Co-regulation doesn’t mean removing boundaries. It doesn’t mean saying yes to everything in order to avoid a meltdown. You can stay calm and still hold a limit. That can look like:

“I will not let you hit.”
“I know you’re upset. The answer is still no.”

The boundary remains, but the delivery changes. When an adult is grounded, predictable, and steady, the child’s nervous system has a better chance of settling. Just like being mindful of our language during big emotions, limits delivered with calm are far more effective than limits delivered with escalation.

Co-regulation is not the absence of structure. It is structure without additional adult dysregulation!

Myth 2: Kids need to learn to calm down on their own

I mean, sure. Eventually, yes. Immediately? No.

Children are not born with mature self-regulation systems. The brain regions responsible for impulse control, emotional regulation, and flexible thinking continue developing well into young adulthood. When a child is deeply dysregulated, they cannot access logic, problem-solving, or reasoning.

Telling a child to “just calm down” assumes they have a skill that is still under construction.
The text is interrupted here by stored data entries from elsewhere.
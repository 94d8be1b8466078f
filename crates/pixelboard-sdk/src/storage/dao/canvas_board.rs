//! 画板 DAO - canvas_board 表

use rusqlite::{params, Connection, OptionalExtension, Row};

use super::{settings_from_sql, settings_to_sql};
use crate::error::Result;
use crate::storage::entities::CanvasBoard;

const COLUMNS: &str = "id, workspace_id, name, width, height, x, y, settings, sort_order, updated_at";

const UPSERT_SQL: &str = r#"
    INSERT INTO canvas_board (id, workspace_id, name, width, height, x, y, settings, sort_order, updated_at)
    VALUES (?1, ?2, ?3, ?4, ?5, ?6, ?7, ?8, ?9, ?10)
    ON CONFLICT(id) DO UPDATE SET
        workspace_id = excluded.workspace_id,
        name = excluded.name,
        width = excluded.width,
        height = excluded.height,
        x = excluded.x,
        y = excluded.y,
        settings = excluded.settings,
        sort_order = excluded.sort_order,
        updated_at = excluded.updated_at
"#;

pub struct CanvasBoardDao<'a> {
    conn: &'a Connection,
}

impl<'a> CanvasBoardDao<'a> {
    pub fn new(conn: &'a Connection) -> Self {
        Self { conn }
    }

    pub fn get(&self, id: &str) -> Result<Option<CanvasBoard>> {
        let sql = format!("SELECT {} FROM canvas_board WHERE id = ?1", COLUMNS);
        Ok(self.conn.query_row(&sql, params![id], row_to_board).optional()?)
    }

    pub fn upsert(&self, b: &CanvasBoard) -> Result<()> {
        self.conn.execute(
            UPSERT_SQL,
            params![
                b.id,
                b.workspace_id,
                b.name,
                b.width,
                b.height,
                b.x,
                b.y,
                settings_to_sql(&b.settings)?,
                b.sort_order,
                b.updated_at
            ],
        )?;
        Ok(())
    }

    /// 按 sort_order 降序（上层在前）
    pub fn list_by_workspace(&self, workspace_id: &str) -> Result<Vec<CanvasBoard>> {
        let sql = format!(
            "SELECT {} FROM canvas_board WHERE workspace_id = ?1 ORDER BY sort_order DESC",
            COLUMNS
        );
        let mut stmt = self.conn.prepare(&sql)?;
        let rows = stmt.query_map(params![workspace_id], row_to_board)?;
        Ok(rows.collect::<rusqlite::Result<Vec<_>>>()?)
    }

    pub fn delete(&self, id: &str) -> Result<()> {
        self.conn.execute("DELETE FROM canvas_board WHERE id = ?1", params![id])?;
        Ok(())
    }
}

fn row_to_board(row: &Row<'_>) -> rusqlite::Result<CanvasBoard> {
    Ok(CanvasBoard {
        id: row.get(0)?,
        workspace_id: row.get(1)?,
        name: row.get(2)?,
        width: row.get(3)?,
        height: row.get(4)?,
        x: row.get(5)?,
        y: row.get(6)?,
        settings: settings_from_sql(7, row.get(7)?)?,
        sort_order: row.get(8)?,
        updated_at: row.get(9)?,
    })
}

#[cfg(test)]
mod tests {
    use super::*;
    use crate::storage::dao::test_connection;

    fn board(id: &str, sort_order: i64) -> CanvasBoard {
        CanvasBoard {
            id: id.into(),
            workspace_id: "w1".into(),
            name: format!("Board {}", id),
            width: 1920.0,
            height: 1080.0,
            x: 0.0,
            y: 0.0,
            settings: Default::default(),
            sort_order,
            updated_at: 0,
        }
    }

    #[test]
    fn list_orders_by_rank_descending() {
        let conn = test_connection();
        let dao = CanvasBoardDao::new(&conn);
        for b in [board("a", 1), board("b", 3), board("c", 2)] {
            dao.upsert(&b).unwrap();
        }

        let ids: Vec<_> = dao
            .list_by_workspace("w1")
            .unwrap()
            .into_iter()
            .map(|b| b.id)
            .collect();
        assert_eq!(ids, vec!["b", "c", "a"]);
        assert!(dao.list_by_workspace("other").unwrap().is_empty());
    }

    #[test]
    fn upsert_replaces_whole_record() {
        let conn = test_connection();
        let dao = CanvasBoardDao::new(&conn);
        dao.upsert(&board("a", 1)).unwrap();

        let mut moved = board("a", 1);
        moved.x = 150.0;
        moved.y = -40.0;
        dao.upsert(&moved).unwrap();

        assert_eq!(dao.get("a").unwrap().unwrap(), moved);
        dao.delete("a").unwrap();
        assert!(dao.get("a").unwrap().is_none());
    }
}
Co-regulation is how that skill gets built. First we do it with them, and eventually they can do it independently.

Myth 3: If I stay calm, I am rewarding bad behavior

Staying calm does not reinforce aggression or defiance. It reduces nervous system escalation. When adults escalate alongside children, both nervous systems become activated. When adults remain steady, the situation is more likely to de-escalate. Calm does not mean approval. It means control.

Children learn emotional control by experiencing it modeled.

Myth 4: Co-regulation means talking a lot

When a child is overwhelmed, less language is usually more effective. A dysregulated brain cannot process long explanations. So, it’s important to stick to short phrases, have a slow ton, and have predictable presence.

Sometimes co-regulation looks like sitting nearby in silence. Sometimes it looks like helping a child breathe. Sometimes it looks like simply saying, “I’m here.” It is not about a perfect script. It is about nervous system safety.

Myth 5: If my child is still melting down, I must be doing it wrong

Co-regulation is not a magic switch. It does not eliminate emotions. It helps children move through them. Big feelings are not failures. They are part of development. The goal is not to stop all dysregulation. The goal is to help children experience it safely, repeatedly, until their brains are better wired for regulation.

Co-regulation is not permissiveness, weakness, or indulgence. It is brain development in real time! And if co-regulation feels hard, that does not mean you are doing it wrong. It may simply mean you are dysregulated too. Caregivers need support as much as children do.

A young child wearing a light blue shirt and denim shorts stands in front of a wooden door with arms crossed and a serious expression while an adult, partially visible, gently touches the child’s shoulder. Over the bottom half of the image is a graphic that reads “Co-Regulation Myths Busted!” on lined notebook paper, along with the Duncan Lake Speech Therapy, LLC logo.